Obama, Carter, Nixon all had requests to appoint family members to White House jobs denied

President Trump and Jared Kushner.
(Image credit: Getty Images)

For decades the Justice Department warned presidents against appointing their relatives to White House positions, including unpaid positions, citing a 1967 anti-nepotism law, Politico reports. The earlier opinions — stretching from President Richard Nixon to President Barack Obama — were ruled obsolete in January at the request of the incoming Trump administration, citing a 1978 law that "permits [the president] to make appointments to the White House Office that the anti-nepotism statute might otherwise forbid," a Justice Department attorney, Daniel Koffsky, wrote.

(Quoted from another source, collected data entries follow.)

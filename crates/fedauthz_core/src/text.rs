//! Text normalization shared by identities and policy documents.

use serde_json::Value;

/// Lower-case `s`, trim it, and collapse every internal whitespace run to a
/// single space.
#[must_use]
pub fn normalize_str(s: &str) -> String {
    s.split_whitespace()
        .map(str::to_lowercase)
        .collect::<Vec<_>>()
        .join(" ")
}

/// Type name of a JSON value, as reported in validation errors
#[must_use]
pub fn value_type_name(value: &Value) -> &'static str {
    match value {
        Value::Null => "null",
        Value::Bool(_) => "bool",
        Value::Number(_) => "number",
        Value::String(_) => "str",
        Value::Array(_) => "list",
        Value::Object(_) => "dict",
    }
}

#[cfg(test)]
mod tests {
    use super::*;
    use proptest::prelude::*;

    #[test]
    fn test_normalize_trims_and_lowercases() {
        assert_eq!(normalize_str("  Alice  "), "alice");
        assert_eq!(normalize_str("ORG:Site"), "org:site");
    }

    #[test]
    fn test_normalize_collapses_whitespace() {
        assert_eq!(normalize_str("not \t  org:Site\n"), "not org:site");
    }

    #[test]
    fn test_normalize_empty() {
        assert_eq!(normalize_str(""), "");
        assert_eq!(normalize_str("   "), "");
    }

    proptest! {
        #[test]
        fn prop_normalize_idempotent(s in "\\PC*") {
            let once = normalize_str(&s);
            prop_assert_eq!(normalize_str(&once), once.clone());
        }

        #[test]
        fn prop_normalize_has_no_edge_whitespace(s in "\\PC*") {
            let n = normalize_str(&s);
            prop_assert_eq!(n.trim(), n.as_str());
            prop_assert!(!n.contains("  "));
        }
    }
}
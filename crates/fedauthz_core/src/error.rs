//! Core error types for fedauthz.

/// Core result type
pub type CoreResult<T> = Result<T, CoreError>;

/// Core error type
#[derive(Debug, Clone, PartialEq, Eq, thiserror::Error)]
pub enum CoreError {
    /// Role value of a person is not a string or a non-empty list of strings
    #[error("Invalid roles: {reason}")]
    InvalidRoles {
        /// What was wrong with the supplied value
        reason: String,
    },
}
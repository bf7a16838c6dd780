//! fedauthz Policy System
//!
//! Role/right policy language, compiler and decision engine. A node compiles
//! its locally held policy document once, installs it in an [`Authorizer`],
//! and answers every authorization request through the
//! [`AuthorizationService`].

#![warn(missing_docs)]
#![warn(clippy::all)]

pub mod authorizer;
pub mod compiler;
pub mod decision;
pub mod error;
pub mod lang;
pub mod matcher;
pub mod policy;
pub mod rule;
pub mod service;

pub use authorizer::{Authorizer, AuthorizerConfig, SUPER_ROLE};
pub use compiler::{parse_policy_config, PolicyCompiler};
pub use decision::Decision;
pub use error::PolicyError;
pub use lang::{parse_clause, parse_expression, Clause, Expression};
pub use matcher::{Condition, Target};
pub use policy::{Policy, ANY_RIGHT};
pub use rule::RoleRightConditions;
pub use service::AuthorizationService;
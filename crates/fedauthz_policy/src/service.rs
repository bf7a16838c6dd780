//! Process-wide authorization service.
//!
//! Holds at most one [`Authorizer`]. The first successful install wins and
//! later installs return the authorizer already in place. With nothing
//! installed every request is permitted, for deployments that do not enable
//! authorization.

use crate::authorizer::Authorizer;
use crate::decision::Decision;
use fedauthz_core::AuthzContext;
use once_cell::sync::Lazy;
use std::sync::{Arc, PoisonError, RwLock};

static GLOBAL: Lazy<AuthorizationService> = Lazy::new(AuthorizationService::new);

/// Install-once cell for the active [`Authorizer`]
#[derive(Debug, Default)]
pub struct AuthorizationService {
    authorizer: RwLock<Option<Arc<Authorizer>>>,
}

impl AuthorizationService {
    /// Create an empty, independent service
    #[must_use]
    pub fn new() -> Self {
        Self::default()
    }

    /// The process-wide service
    #[must_use]
    pub fn global() -> &'static Self {
        &GLOBAL
    }

    /// Install `authorizer` unless one is already installed, and return the
    /// installed one. Concurrent callers must use the returned reference.
    pub fn initialize(&self, authorizer: Arc<Authorizer>) -> Arc<Authorizer> {
        let mut slot = self
            .authorizer
            .write()
            .unwrap_or_else(PoisonError::into_inner);
        match slot.as_ref() {
            Some(installed) => {
                tracing::debug!(
                    site = %installed.site_org(),
                    "Authorization service already initialized"
                );
                Arc::clone(installed)
            }
            None => {
                tracing::debug!(
                    site = %authorizer.site_org(),
                    "Authorization service initialized"
                );
                *slot = Some(Arc::clone(&authorizer));
                authorizer
            }
        }
    }

    /// Installed authorizer, if any
    #[must_use]
    pub fn authorizer(&self) -> Option<Arc<Authorizer>> {
        self.authorizer
            .read()
            .unwrap_or_else(PoisonError::into_inner)
            .clone()
    }

    /// Remove the installed authorizer, returning it. Intended for test
    /// suites that install a fresh authorizer per test.
    pub fn reset(&self) -> Option<Arc<Authorizer>> {
        self.authorizer
            .write()
            .unwrap_or_else(PoisonError::into_inner)
            .take()
    }

    /// Authorize a request through the installed authorizer, permitting
    /// everything when none is installed
    #[must_use]
    pub fn authorize<'a>(&self, ctx: impl Into<Option<&'a AuthzContext>>) -> Decision {
        match self.authorizer() {
            Some(authorizer) => authorizer.authorize(ctx),
            None => Decision::permit(),
        }
    }
}
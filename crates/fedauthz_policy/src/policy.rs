//! Compiled, immutable policy.

use crate::decision::Decision;
use crate::lang::Expression;
use crate::rule::RoleRightConditions;
use fedauthz_core::{normalize_str, AuthzContext};
use indexmap::IndexMap;
use serde_json::Value;
use std::collections::HashMap;
use std::sync::Arc;

/// Wildcard right: a rule registered under it applies to every right of the
/// role
pub const ANY_RIGHT: &str = "*";

/// Key of the (role, right) rule map
pub(crate) fn role_right_key(role: &str, right: &str) -> String {
    format!("{}:{}", role, right)
}

/// A fully parsed ruleset.
///
/// Built once by the compiler and never mutated; a reload produces a new
/// `Policy`.
#[derive(Debug)]
pub struct Policy {
    config: Value,
    role_right_map: HashMap<String, Arc<RoleRightConditions>>,
    roles: Vec<String>,
    rights: Vec<String>,
    role_rights: IndexMap<String, IndexMap<String, Expression>>,
}

impl Policy {
    pub(crate) fn new(
        config: Value,
        role_right_map: HashMap<String, Arc<RoleRightConditions>>,
        mut roles: Vec<String>,
        mut rights: Vec<String>,
        role_rights: IndexMap<String, IndexMap<String, Expression>>,
    ) -> Self {
        roles.sort();
        roles.dedup();
        rights.sort();
        rights.dedup();
        Self {
            config,
            role_right_map,
            roles,
            rights,
            role_rights,
        }
    }

    /// Sorted, deduplicated role names
    #[must_use]
    pub fn get_roles(&self) -> &[String] {
        &self.roles
    }

    /// Sorted, deduplicated right names, including category names and `*`
    #[must_use]
    pub fn get_rights(&self) -> &[String] {
        &self.rights
    }

    /// Role -> right -> source expression, in document order
    #[must_use]
    pub fn role_rights(&self) -> &IndexMap<String, IndexMap<String, Expression>> {
        &self.role_rights
    }

    /// Raw document this policy was compiled from
    #[must_use]
    pub fn config(&self) -> &Value {
        &self.config
    }

    /// Rule registered for exactly this (role, right) pair
    #[must_use]
    pub fn conditions(&self, role: &str, right: &str) -> Option<&RoleRightConditions> {
        self.role_right_map
            .get(&role_right_key(role, right))
            .map(Arc::as_ref)
    }

    fn eval_for_role(&self, role: &str, site_org: &str, ctx: &AuthzContext) -> bool {
        let conditions = self
            .conditions(role, ANY_RIGHT)
            .or_else(|| self.conditions(role, ctx.right()));
        match conditions {
            Some(conditions) => conditions.evaluate(site_org, ctx),
            None => false,
        }
    }

    /// Evaluate the user's roles in order; the first role that permits wins.
    /// Never produces a reason.
    #[must_use]
    pub fn evaluate(&self, site_org: &str, ctx: &AuthzContext) -> Decision {
        let site_org = normalize_str(site_org);
        let permitted = ctx
            .user()
            .roles()
            .iter()
            .any(|role| self.eval_for_role(role, &site_org, ctx));
        if permitted {
            Decision::permit()
        } else {
            Decision::deny("")
        }
    }
}
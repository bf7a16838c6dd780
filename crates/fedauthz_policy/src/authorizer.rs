//! Site authorizer: owns the current policy of one site.

use crate::compiler::PolicyCompiler;
use crate::decision::Decision;
use crate::error::PolicyError;
use crate::policy::Policy;
use chrono::{DateTime, Utc};
use fedauthz_core::{normalize_str, AuthzContext};
use serde::{Deserialize, Serialize};
use serde_json::Value;
use std::collections::HashMap;
use std::sync::{Arc, PoisonError, RwLock};

/// Role that bypasses policy evaluation entirely
pub const SUPER_ROLE: &str = "super";

const POLICY_NOT_DEFINED: &str = "policy not defined";

/// Settings an embedding system supplies when creating an [`Authorizer`]
#[derive(Debug, Clone, Default, PartialEq, Eq, Serialize, Deserialize)]
pub struct AuthorizerConfig {
    /// Organization operating this node
    pub site_org: String,
    /// Right -> category table
    #[serde(default)]
    pub right_categories: HashMap<String, String>,
}

#[derive(Debug, Clone)]
struct LoadedPolicy {
    policy: Arc<Policy>,
    loaded_at: DateTime<Utc>,
}

/// Holds one site's policy and answers authorization queries against it.
///
/// Reloads replace the policy wholesale; queries that already hold the old
/// policy finish against it.
#[derive(Debug)]
pub struct Authorizer {
    site_org: String,
    right_categories: HashMap<String, String>,
    compiler: PolicyCompiler,
    current: RwLock<Option<LoadedPolicy>>,
}

impl Authorizer {
    /// Create an authorizer with no policy loaded
    #[must_use]
    pub fn new(site_org: &str, right_categories: Option<HashMap<String, String>>) -> Self {
        let right_categories = right_categories.unwrap_or_default();
        Self {
            site_org: normalize_str(site_org),
            compiler: PolicyCompiler::new(&right_categories),
            right_categories,
            current: RwLock::new(None),
        }
    }

    /// Create an authorizer from embedding-system settings
    #[must_use]
    pub fn from_config(config: AuthorizerConfig) -> Self {
        Self::new(&config.site_org, Some(config.right_categories))
    }

    /// Normalized site organization
    #[must_use]
    pub fn site_org(&self) -> &str {
        &self.site_org
    }

    /// Right -> category table this authorizer compiles with
    #[must_use]
    pub fn right_categories(&self) -> &HashMap<String, String> {
        &self.right_categories
    }

    /// Currently installed policy
    #[must_use]
    pub fn policy(&self) -> Option<Arc<Policy>> {
        self.loaded().map(|loaded| loaded.policy)
    }

    /// When the installed policy was loaded
    #[must_use]
    pub fn last_load_time(&self) -> Option<DateTime<Utc>> {
        self.loaded().map(|loaded| loaded.loaded_at)
    }

    fn loaded(&self) -> Option<LoadedPolicy> {
        self.current
            .read()
            .unwrap_or_else(PoisonError::into_inner)
            .clone()
    }

    /// Compile `config` and install it. On error the previous policy stays
    /// installed.
    ///
    /// # Errors
    ///
    /// Returns error if the document is rejected by the compiler
    pub fn load_policy(&self, config: &Value) -> Result<(), PolicyError> {
        let policy = match self.compiler.compile(config) {
            Ok(policy) => policy,
            Err(err) => {
                tracing::warn!(
                    site = %self.site_org,
                    error = %err,
                    "Rejected authorization policy, keeping previous policy"
                );
                return Err(err);
            }
        };

        tracing::info!(
            site = %self.site_org,
            roles = policy.get_roles().len(),
            rights = policy.get_rights().len(),
            "Loaded authorization policy"
        );

        let loaded = LoadedPolicy {
            policy: Arc::new(policy),
            loaded_at: Utc::now(),
        };
        *self.current.write().unwrap_or_else(PoisonError::into_inner) = Some(loaded);
        Ok(())
    }

    /// Evaluate `ctx` against the installed policy, without the super-role
    /// bypass and without synthesizing a denial reason
    #[must_use]
    pub fn evaluate(&self, ctx: &AuthzContext) -> Decision {
        match self.policy() {
            Some(policy) => policy.evaluate(&self.site_org, ctx),
            None => Decision::deny(POLICY_NOT_DEFINED),
        }
    }

    /// Authorize a request. No context means nothing was requested and is
    /// permitted; users holding [`SUPER_ROLE`] are always permitted.
    #[must_use]
    pub fn authorize<'a>(&self, ctx: impl Into<Option<&'a AuthzContext>>) -> Decision {
        let ctx: Option<&AuthzContext> = ctx.into();
        let Some(ctx) = ctx else {
            return Decision::permit();
        };

        if ctx.user().roles().iter().any(|role| role == SUPER_ROLE) {
            return Decision::permit();
        }

        let decision = self.evaluate(ctx);
        if decision.permitted || !decision.reason.is_empty() {
            return decision;
        }
        Decision::deny(format!(
            "user '{}' is not authorized for '{}'",
            ctx.user().name(),
            ctx.right()
        ))
    }
}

Politico's Freedom of Information Act request revealed that in 2009, the Justice Department ruled that Obama could not appoint his half-sister to a commission on White House fellowships or his brother-in-law to a commission on physical fitness. In 1977, the Justice Department ruled that President Jimmy Carter "may not" appoint "Mrs. Carter to be the chairman of a Commission on Mental Health." And in 1983, lawyers informed President Ronald Reagan that "we think the proposal to have a member of the president's family serve actively on the Commission on Private Sector Initiatives raises virtually the same problems raised by Mrs. Carter's proposed service."